(Items from a dataset)
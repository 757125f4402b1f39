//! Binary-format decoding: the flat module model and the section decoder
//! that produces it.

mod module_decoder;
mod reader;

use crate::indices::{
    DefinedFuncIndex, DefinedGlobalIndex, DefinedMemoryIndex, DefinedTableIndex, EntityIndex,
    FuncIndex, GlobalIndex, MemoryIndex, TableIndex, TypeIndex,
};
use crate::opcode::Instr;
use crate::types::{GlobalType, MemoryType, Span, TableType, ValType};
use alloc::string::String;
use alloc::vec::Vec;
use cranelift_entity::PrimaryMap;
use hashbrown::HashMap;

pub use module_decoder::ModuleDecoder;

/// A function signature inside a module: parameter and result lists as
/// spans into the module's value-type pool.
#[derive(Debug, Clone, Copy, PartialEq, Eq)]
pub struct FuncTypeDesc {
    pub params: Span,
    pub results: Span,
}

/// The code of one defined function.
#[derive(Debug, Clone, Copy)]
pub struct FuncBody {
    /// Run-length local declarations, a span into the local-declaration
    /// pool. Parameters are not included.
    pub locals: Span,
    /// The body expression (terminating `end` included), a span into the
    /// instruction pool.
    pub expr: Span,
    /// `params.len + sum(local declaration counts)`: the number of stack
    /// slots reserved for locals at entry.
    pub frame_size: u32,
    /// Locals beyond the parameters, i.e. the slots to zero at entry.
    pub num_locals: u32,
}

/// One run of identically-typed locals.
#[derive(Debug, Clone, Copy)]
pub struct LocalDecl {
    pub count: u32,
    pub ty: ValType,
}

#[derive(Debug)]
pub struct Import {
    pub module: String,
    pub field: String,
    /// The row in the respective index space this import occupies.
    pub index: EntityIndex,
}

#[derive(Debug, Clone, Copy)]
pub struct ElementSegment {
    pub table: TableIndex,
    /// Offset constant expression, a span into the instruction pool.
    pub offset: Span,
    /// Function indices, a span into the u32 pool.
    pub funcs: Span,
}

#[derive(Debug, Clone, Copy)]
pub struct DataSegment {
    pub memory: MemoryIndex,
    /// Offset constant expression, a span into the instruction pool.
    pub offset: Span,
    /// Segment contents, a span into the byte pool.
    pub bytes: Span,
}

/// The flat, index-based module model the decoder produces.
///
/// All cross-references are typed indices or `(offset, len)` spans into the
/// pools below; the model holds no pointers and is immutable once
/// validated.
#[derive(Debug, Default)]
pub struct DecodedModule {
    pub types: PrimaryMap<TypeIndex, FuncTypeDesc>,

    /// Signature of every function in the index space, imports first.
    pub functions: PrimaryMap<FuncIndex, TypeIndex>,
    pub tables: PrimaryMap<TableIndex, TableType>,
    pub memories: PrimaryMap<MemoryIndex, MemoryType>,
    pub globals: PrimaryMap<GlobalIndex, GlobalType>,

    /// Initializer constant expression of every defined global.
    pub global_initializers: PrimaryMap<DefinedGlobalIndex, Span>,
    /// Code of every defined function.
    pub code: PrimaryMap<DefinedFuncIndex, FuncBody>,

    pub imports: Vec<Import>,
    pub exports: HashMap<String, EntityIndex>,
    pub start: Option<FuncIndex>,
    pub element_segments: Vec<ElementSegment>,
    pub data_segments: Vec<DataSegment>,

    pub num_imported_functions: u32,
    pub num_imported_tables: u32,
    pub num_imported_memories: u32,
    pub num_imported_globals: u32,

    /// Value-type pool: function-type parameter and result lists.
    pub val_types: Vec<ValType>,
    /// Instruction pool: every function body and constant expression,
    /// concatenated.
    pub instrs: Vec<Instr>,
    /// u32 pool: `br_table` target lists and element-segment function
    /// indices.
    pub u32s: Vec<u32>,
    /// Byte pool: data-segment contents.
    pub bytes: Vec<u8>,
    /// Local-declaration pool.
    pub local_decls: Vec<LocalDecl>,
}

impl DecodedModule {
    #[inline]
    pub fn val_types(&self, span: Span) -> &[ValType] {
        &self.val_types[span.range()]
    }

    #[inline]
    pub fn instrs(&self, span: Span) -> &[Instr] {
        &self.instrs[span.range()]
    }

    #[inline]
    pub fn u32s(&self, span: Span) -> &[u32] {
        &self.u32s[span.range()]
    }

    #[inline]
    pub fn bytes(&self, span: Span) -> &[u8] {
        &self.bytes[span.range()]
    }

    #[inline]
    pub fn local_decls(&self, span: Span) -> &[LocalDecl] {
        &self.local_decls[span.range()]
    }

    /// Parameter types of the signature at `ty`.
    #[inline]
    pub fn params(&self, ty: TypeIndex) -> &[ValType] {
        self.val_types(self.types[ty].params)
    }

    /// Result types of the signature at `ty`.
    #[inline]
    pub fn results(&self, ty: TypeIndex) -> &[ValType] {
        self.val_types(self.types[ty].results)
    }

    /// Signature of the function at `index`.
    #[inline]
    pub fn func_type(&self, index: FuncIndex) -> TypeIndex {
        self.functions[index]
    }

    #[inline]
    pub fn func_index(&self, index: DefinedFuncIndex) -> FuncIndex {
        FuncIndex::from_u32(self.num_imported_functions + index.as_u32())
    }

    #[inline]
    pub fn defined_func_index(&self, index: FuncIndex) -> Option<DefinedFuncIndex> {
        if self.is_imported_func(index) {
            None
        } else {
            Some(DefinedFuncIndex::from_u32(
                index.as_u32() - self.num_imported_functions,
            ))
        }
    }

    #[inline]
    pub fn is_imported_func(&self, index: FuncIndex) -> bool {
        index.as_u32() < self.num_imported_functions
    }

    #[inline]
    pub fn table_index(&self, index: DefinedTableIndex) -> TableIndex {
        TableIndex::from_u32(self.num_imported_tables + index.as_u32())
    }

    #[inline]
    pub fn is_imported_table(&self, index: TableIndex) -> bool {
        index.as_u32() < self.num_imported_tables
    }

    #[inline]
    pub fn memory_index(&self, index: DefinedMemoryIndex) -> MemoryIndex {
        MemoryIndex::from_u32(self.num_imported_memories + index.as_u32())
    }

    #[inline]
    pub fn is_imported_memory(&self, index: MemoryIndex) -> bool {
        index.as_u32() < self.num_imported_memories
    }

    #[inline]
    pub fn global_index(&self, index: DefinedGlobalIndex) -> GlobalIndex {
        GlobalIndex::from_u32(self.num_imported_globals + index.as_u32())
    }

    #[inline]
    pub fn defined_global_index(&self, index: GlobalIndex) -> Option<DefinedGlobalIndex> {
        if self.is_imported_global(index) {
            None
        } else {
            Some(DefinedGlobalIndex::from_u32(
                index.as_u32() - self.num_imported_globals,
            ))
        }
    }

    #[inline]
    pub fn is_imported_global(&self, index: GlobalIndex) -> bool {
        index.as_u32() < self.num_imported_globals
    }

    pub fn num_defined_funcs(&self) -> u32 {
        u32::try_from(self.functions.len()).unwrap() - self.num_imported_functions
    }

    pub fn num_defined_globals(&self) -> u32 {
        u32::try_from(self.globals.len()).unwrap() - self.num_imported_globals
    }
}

◆ The task ◆
Starting at the top of the records, copy every line exactly.

◆ Finished task ◆
repository 757125f4402b1f39
//! Binary-format decoding: the flat module model and the section decoder
//! that produces it.

mod module_decoder;
mod reader;

use crate::indices::{
    DefinedFuncIndex, DefinedGlobalIndex, DefinedMemoryIndex, DefinedTableIndex, EntityIndex,
    FuncIndex, GlobalIndex, MemoryIndex, TableIndex, TypeIndex,
};
use crate::opcode::Instr;
use crate::types::{GlobalType, MemoryType, Span, TableType, ValType};
use alloc::string::String;
use alloc::vec::Vec;
use cranelift_entity::PrimaryMap;
use hashbrown::HashMap;

pub use module_decoder::ModuleDecoder;

/// A function signature inside a module: parameter and result lists as
/// spans into the module's value-type pool.
#[derive(Debug, Clone, Copy, PartialEq, Eq)]
pub struct FuncTypeDesc {
    pub params: Span,
    pub results: Span,
}

/// The code of one defined function.
#[derive(Debug, Clone, Copy)]
pub struct FuncBody {
    /// Run-length local declarations, a span into the local-declaration
    /// pool. Parameters are not included.
    pub locals: Span,
    /// The body expression (terminating `end` included), a span into the
    /// instruction pool.
    pub expr: Span,
    /// `params.len + sum(local declaration counts)`: the number of stack
    /// slots reserved for locals at entry.
    pub frame_size: u32,
    /// Locals beyond the parameters, i.e. the slots to zero at entry.
    pub num_locals: u32,
}

/// One run of identically-typed locals.
#[derive(Debug, Clone, Copy)]
pub struct LocalDecl {
    pub count: u32,
    pub ty: ValType,
}

#[derive(Debug)]
pub struct Import {
    pub module: String,
    pub field: String,
    /// The row in the respective index space this import occupies.
    pub index: EntityIndex,
}

#[derive(Debug, Clone, Copy)]
pub struct ElementSegment {
    pub table: TableIndex,
    /// Offset constant expression, a span into the instruction pool.
    pub offset: Span,
    /// Function indices, a span into the u32 pool.
    pub funcs: Span,
}

#[derive(Debug, Clone, Copy)]
pub struct DataSegment {
    pub memory: MemoryIndex,
    /// Offset constant expression, a span into the instruction pool.
    pub offset: Span,
    /// Segment contents, a span into the byte pool.
    pub bytes: Span,
}

/// The flat, index-based module model the decoder produces.
///
/// All cross-references are typed indices or `(offset, len)` spans into the
/// pools below; the model holds no pointers and is immutable once
/// validated.
#[derive(Debug, Default)]
pub struct DecodedModule {
    pub types: PrimaryMap<TypeIndex, FuncTypeDesc>,

    /// Signature of every function in the index space, imports first.
    pub functions: PrimaryMap<FuncIndex, TypeIndex>,
    pub tables: PrimaryMap<TableIndex, TableType>,
    pub memories: PrimaryMap<MemoryIndex, MemoryType>,
    pub globals: PrimaryMap<GlobalIndex, GlobalType>,

    /// Initializer constant expression of every defined global.
    pub global_initializers: PrimaryMap<DefinedGlobalIndex, Span>,
    /// Code of every defined function.
    pub code: PrimaryMap<DefinedFuncIndex, FuncBody>,

    pub imports: Vec<Import>,
    pub exports: HashMap<String, EntityIndex>,
    pub start: Option<FuncIndex>,
    pub element_segments: Vec<ElementSegment>,
    pub data_segments: Vec<DataSegment>,

    pub num_imported_functions: u32,
    pub num_imported_tables: u32,
    pub num_imported_memories: u32,
    pub num_imported_globals: u32,

    /// Value-type pool: function-type parameter and result lists.
    pub val_types: Vec<ValType>,
    /// Instruction pool: every function body and constant expression,
    /// concatenated.
    pub instrs: Vec<Instr>,
    /// u32 pool: `br_table` target lists and element-segment function
    /// indices.
    pub u32s: Vec<u32>,
    /// Byte pool: data-segment contents.
    pub bytes: Vec<u8>,
    /// Local-declaration pool.
    pub local_decls: Vec<LocalDecl>,
}

impl DecodedModule {
    #[inline]
    pub fn val_types(&self, span: Span) -> &[ValType] {
        &self.val_types[span.range()]
    }

    #[inline]
    pub fn instrs(&self, span: Span) -> &[Instr] {
        &self.instrs[span.range()]
    }

    #[inline]
    pub fn u32s(&self, span: Span) -> &[u32] {
        &self.u32s[span.range()]
    }

    #[inline]
    pub fn bytes(&self, span: Span) -> &[u8] {
        &self.bytes[span.range()]
    }

    #[inline]
    pub fn local_decls(&self, span: Span) -> &[LocalDecl] {
        &self.local_decls[span.range()]
    }

    /// Parameter types of the signature at `ty`.
    #[inline]
    pub fn params(&self, ty: TypeIndex) -> &[ValType] {
        self.val_types(self.types[ty].params)
    }

    /// Result types of the signature at `ty`.
    #[inline]
    pub fn results(&self, ty: TypeIndex) -> &[ValType] {
        self.val_types(self.types[ty].results)
    }

    /// Signature of the function at `index`.
    #[inline]
    pub fn func_type(&self, index: FuncIndex) -> TypeIndex {
        self.functions[index]
    }

    #[inline]
    pub fn func_index(&self, index: DefinedFuncIndex) -> FuncIndex {
        FuncIndex::from_u32(self.num_imported_functions + index.as_u32())
    }

    #[inline]
    pub fn defined_func_index(&self, index: FuncIndex) -> Option<DefinedFuncIndex> {
        if self.is_imported_func(index) {
            None
        } else {
            Some(DefinedFuncIndex::from_u32(
                index.as_u32() - self.num_imported_functions,
            ))
        }
    }

    #[inline]
    pub fn is_imported_func(&self, index: FuncIndex) -> bool {
        index.as_u32() < self.num_imported_functions
    }

    #[inline]
    pub fn table_index(&self, index: DefinedTableIndex) -> TableIndex {
        TableIndex::from_u32(self.num_imported_tables + index.as_u32())
    }

    #[inline]
    pub fn is_imported_table(&self, index: TableIndex) -> bool {
        index.as_u32() < self.num_imported_tables
    }

    #[inline]
    pub fn memory_index(&self, index: DefinedMemoryIndex) -> MemoryIndex {
        MemoryIndex::from_u32(self.num_imported_memories + index.as_u32())
    }

    #[inline]
    pub fn is_imported_memory(&self, index: MemoryIndex) -> bool {
        index.as_u32() < self.num_imported_memories
    }

    #[inline]
    pub fn global_index(&self, index: DefinedGlobalIndex) -> GlobalIndex {
        GlobalIndex::from_u32(self.num_imported_globals + index.as_u32())
    }

    #[inline]
    pub fn defined_global_index(&self, index: GlobalIndex) -> Option<DefinedGlobalIndex> {
        if self.is_imported_global(index) {
            None
        } else {
            Some(DefinedGlobalIndex::from_u32(
                index.as_u32() - self.num_imported_globals,
            ))
        }
    }

    #[inline]
    pub fn is_imported_global(&self, index: GlobalIndex) -> bool {
        index.as_u32() < self.num_imported_globals
    }

    pub fn num_defined_funcs(&self) -> u32 {
        u32::try_from(self.functions.len()).unwrap() - self.num_imported_functions
    }

    pub fn num_defined_globals(&self) -> u32 {
        u32::try_from(self.globals.len()).unwrap() - self.num_imported_globals
    }
}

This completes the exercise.